Instructions for the task: Lines of the listing that contain "remote" need to be copied.

★ ★ ★ ★ ★ ★ ★

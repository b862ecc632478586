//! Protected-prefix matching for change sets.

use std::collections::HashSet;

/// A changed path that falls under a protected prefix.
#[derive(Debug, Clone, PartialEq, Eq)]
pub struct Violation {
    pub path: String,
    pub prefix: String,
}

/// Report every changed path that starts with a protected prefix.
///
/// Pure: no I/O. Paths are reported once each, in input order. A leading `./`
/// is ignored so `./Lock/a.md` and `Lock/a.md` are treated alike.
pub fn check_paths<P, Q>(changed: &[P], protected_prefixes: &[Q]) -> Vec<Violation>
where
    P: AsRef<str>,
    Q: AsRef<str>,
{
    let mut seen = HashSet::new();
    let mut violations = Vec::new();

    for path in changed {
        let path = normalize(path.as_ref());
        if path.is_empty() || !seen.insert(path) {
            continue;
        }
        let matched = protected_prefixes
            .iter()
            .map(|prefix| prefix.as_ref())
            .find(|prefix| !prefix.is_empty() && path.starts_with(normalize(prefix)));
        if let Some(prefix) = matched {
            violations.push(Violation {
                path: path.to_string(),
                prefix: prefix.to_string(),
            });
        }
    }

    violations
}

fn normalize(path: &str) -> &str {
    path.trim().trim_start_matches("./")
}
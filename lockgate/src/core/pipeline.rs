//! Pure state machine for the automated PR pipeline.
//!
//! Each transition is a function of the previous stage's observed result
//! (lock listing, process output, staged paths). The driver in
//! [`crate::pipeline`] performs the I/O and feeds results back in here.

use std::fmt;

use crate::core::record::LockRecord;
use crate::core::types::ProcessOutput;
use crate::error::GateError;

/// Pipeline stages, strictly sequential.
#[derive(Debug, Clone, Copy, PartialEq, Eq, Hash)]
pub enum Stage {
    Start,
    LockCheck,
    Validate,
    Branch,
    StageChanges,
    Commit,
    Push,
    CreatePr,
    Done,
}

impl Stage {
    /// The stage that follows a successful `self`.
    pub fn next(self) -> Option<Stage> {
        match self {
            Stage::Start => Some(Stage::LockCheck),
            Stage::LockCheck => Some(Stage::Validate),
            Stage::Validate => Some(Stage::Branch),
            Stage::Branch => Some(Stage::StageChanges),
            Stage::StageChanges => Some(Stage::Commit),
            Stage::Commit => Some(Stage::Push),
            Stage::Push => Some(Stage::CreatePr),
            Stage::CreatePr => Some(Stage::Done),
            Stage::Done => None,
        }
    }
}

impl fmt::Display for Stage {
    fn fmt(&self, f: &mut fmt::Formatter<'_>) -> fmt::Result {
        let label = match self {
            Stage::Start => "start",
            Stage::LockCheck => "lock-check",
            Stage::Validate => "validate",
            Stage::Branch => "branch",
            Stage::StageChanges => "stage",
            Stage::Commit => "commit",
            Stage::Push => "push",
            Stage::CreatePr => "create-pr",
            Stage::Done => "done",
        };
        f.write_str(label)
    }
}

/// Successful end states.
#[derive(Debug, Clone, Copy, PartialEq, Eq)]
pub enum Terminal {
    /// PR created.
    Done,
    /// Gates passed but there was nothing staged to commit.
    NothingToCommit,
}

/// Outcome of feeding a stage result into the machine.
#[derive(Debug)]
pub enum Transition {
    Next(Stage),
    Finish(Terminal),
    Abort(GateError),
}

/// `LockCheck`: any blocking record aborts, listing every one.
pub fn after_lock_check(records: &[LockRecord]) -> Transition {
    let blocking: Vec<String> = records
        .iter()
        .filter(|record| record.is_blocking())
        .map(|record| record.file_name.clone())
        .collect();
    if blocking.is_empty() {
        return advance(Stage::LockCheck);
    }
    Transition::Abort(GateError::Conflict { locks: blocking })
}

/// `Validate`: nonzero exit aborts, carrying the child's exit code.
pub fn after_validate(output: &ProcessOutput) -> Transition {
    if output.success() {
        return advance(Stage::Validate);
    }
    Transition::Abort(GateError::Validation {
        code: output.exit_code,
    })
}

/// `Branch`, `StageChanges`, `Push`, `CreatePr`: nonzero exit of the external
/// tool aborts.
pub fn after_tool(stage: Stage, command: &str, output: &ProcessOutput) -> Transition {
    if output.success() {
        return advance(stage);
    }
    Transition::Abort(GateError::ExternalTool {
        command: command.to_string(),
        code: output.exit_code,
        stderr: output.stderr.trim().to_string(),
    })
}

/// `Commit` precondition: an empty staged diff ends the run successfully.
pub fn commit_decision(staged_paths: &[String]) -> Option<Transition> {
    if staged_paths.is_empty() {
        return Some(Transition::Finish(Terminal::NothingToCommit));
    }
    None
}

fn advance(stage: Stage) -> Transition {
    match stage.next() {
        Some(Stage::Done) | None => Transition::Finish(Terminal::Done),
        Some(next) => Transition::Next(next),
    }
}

★ ★ ★ ★ ★ ★ ★

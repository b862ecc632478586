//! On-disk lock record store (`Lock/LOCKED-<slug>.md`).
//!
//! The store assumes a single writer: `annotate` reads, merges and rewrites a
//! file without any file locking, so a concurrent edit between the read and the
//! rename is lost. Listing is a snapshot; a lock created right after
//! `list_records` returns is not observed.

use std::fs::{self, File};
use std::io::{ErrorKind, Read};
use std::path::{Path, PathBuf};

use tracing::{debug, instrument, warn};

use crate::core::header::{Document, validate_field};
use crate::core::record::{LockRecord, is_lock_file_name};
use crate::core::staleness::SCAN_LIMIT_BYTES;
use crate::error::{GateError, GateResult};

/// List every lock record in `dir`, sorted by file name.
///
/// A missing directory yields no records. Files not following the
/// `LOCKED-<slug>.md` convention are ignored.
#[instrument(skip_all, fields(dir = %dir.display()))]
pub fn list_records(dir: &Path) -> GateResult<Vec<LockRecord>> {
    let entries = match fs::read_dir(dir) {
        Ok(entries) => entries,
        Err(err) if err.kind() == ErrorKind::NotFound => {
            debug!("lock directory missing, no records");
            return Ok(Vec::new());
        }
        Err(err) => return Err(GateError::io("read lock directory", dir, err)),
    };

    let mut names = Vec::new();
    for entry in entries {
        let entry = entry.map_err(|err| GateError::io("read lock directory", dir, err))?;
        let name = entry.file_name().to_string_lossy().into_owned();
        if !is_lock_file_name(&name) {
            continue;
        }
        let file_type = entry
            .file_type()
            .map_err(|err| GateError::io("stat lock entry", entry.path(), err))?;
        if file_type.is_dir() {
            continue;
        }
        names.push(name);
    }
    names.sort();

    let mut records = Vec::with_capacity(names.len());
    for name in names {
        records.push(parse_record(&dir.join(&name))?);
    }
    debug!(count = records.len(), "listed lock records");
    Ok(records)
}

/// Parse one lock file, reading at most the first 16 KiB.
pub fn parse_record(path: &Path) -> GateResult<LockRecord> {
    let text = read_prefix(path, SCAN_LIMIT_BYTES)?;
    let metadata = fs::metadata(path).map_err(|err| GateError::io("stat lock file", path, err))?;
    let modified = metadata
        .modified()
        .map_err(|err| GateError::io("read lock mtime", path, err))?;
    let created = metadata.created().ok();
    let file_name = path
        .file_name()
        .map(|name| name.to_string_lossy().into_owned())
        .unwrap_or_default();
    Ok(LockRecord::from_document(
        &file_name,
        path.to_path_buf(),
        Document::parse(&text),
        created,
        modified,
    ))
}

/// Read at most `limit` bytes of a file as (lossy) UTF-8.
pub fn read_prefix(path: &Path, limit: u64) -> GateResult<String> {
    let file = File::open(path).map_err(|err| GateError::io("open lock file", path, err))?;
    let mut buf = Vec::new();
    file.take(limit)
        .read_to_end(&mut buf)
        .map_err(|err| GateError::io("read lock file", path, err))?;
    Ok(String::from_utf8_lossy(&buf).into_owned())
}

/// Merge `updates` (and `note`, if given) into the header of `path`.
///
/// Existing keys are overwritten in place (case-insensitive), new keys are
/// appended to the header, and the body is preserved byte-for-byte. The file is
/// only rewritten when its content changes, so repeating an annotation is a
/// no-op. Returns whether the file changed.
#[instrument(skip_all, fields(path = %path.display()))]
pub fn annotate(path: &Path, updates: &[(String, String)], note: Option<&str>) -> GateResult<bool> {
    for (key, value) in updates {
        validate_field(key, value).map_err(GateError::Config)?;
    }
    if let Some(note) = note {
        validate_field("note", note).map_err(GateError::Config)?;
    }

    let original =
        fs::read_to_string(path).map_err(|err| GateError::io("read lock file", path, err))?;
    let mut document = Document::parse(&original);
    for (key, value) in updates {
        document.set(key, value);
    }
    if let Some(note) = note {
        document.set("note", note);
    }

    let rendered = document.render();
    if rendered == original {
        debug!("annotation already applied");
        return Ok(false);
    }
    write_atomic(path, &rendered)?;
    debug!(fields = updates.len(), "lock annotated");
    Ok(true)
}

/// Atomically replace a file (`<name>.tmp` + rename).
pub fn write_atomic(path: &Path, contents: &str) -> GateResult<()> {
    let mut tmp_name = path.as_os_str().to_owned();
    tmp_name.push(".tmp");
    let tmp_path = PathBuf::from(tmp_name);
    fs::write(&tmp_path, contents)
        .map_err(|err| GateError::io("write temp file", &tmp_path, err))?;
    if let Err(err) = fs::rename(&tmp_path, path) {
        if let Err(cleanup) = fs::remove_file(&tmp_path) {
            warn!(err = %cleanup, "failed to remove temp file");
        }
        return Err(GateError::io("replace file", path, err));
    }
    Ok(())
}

★ ★ ★ ★ ★ ★ ★

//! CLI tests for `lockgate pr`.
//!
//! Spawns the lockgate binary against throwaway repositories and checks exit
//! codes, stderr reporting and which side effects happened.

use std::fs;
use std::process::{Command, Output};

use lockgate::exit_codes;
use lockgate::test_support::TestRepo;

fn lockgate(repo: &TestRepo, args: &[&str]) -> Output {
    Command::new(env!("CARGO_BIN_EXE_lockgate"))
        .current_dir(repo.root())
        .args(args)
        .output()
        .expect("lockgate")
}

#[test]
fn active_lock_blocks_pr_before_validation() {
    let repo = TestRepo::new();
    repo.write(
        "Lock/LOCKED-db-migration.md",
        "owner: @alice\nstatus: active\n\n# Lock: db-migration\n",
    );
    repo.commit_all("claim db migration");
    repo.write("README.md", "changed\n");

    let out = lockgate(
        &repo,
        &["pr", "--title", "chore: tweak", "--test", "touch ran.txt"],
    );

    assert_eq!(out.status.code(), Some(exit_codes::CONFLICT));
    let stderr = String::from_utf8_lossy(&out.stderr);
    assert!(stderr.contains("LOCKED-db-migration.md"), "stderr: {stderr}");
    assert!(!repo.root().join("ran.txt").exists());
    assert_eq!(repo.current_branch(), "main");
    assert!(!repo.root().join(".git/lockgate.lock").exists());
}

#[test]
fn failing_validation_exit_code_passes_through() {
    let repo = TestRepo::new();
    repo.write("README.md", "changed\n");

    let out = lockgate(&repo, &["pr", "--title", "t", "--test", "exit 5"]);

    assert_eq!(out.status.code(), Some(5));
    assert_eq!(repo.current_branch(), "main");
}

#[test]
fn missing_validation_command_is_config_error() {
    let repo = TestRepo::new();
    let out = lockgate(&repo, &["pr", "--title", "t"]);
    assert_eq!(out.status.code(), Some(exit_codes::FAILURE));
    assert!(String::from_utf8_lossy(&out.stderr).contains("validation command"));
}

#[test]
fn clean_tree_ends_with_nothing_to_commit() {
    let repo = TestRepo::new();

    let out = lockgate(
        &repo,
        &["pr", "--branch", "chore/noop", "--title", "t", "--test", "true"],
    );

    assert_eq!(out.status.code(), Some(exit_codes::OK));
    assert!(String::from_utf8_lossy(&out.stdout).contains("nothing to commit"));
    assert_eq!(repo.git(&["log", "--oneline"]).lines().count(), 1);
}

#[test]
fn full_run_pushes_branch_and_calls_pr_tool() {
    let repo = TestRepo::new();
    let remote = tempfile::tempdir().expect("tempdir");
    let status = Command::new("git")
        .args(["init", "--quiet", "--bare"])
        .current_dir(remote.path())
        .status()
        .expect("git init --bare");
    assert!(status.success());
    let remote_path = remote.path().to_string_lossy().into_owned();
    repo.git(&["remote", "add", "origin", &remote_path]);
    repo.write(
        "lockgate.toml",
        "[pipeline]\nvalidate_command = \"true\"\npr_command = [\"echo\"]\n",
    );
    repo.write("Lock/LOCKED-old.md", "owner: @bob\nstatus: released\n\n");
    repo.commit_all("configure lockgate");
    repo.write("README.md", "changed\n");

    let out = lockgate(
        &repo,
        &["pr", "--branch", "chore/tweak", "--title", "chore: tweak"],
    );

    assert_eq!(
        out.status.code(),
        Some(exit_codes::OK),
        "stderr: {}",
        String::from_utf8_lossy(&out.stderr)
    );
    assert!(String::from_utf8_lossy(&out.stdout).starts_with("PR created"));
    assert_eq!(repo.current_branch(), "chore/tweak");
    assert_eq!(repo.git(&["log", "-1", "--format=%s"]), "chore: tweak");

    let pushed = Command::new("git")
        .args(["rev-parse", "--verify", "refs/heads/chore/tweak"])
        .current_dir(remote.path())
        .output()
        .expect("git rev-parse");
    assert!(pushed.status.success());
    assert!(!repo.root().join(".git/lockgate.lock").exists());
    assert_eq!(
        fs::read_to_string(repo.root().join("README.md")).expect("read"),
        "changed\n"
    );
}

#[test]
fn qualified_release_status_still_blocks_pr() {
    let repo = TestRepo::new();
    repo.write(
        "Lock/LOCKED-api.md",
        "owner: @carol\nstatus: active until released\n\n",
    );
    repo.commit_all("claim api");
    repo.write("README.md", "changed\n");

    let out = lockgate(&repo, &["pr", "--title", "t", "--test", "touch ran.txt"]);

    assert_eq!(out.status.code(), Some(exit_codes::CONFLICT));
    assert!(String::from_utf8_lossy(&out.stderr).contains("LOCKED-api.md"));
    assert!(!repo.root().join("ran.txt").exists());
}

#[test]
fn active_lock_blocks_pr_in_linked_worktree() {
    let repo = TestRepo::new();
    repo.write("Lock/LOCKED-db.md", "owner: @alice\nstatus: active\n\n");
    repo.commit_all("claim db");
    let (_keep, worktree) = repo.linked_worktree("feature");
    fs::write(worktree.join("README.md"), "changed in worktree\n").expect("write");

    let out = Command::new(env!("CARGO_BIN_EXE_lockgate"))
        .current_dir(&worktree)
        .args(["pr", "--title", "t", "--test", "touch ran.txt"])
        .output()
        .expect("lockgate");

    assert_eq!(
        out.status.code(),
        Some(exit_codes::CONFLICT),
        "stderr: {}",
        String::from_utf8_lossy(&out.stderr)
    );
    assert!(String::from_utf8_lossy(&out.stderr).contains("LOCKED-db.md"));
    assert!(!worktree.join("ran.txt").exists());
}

★ ★ ★ ★ ★ ★ ★

Your response:
    let remote = tempfile::tempdir().expect("tempdir");
        .current_dir(remote.path())
    let remote_path = remote.path().to_string_lossy().into_owned();
    repo.git(&["remote", "add", "origin", &remote_path]);
        .current_dir(remote.path())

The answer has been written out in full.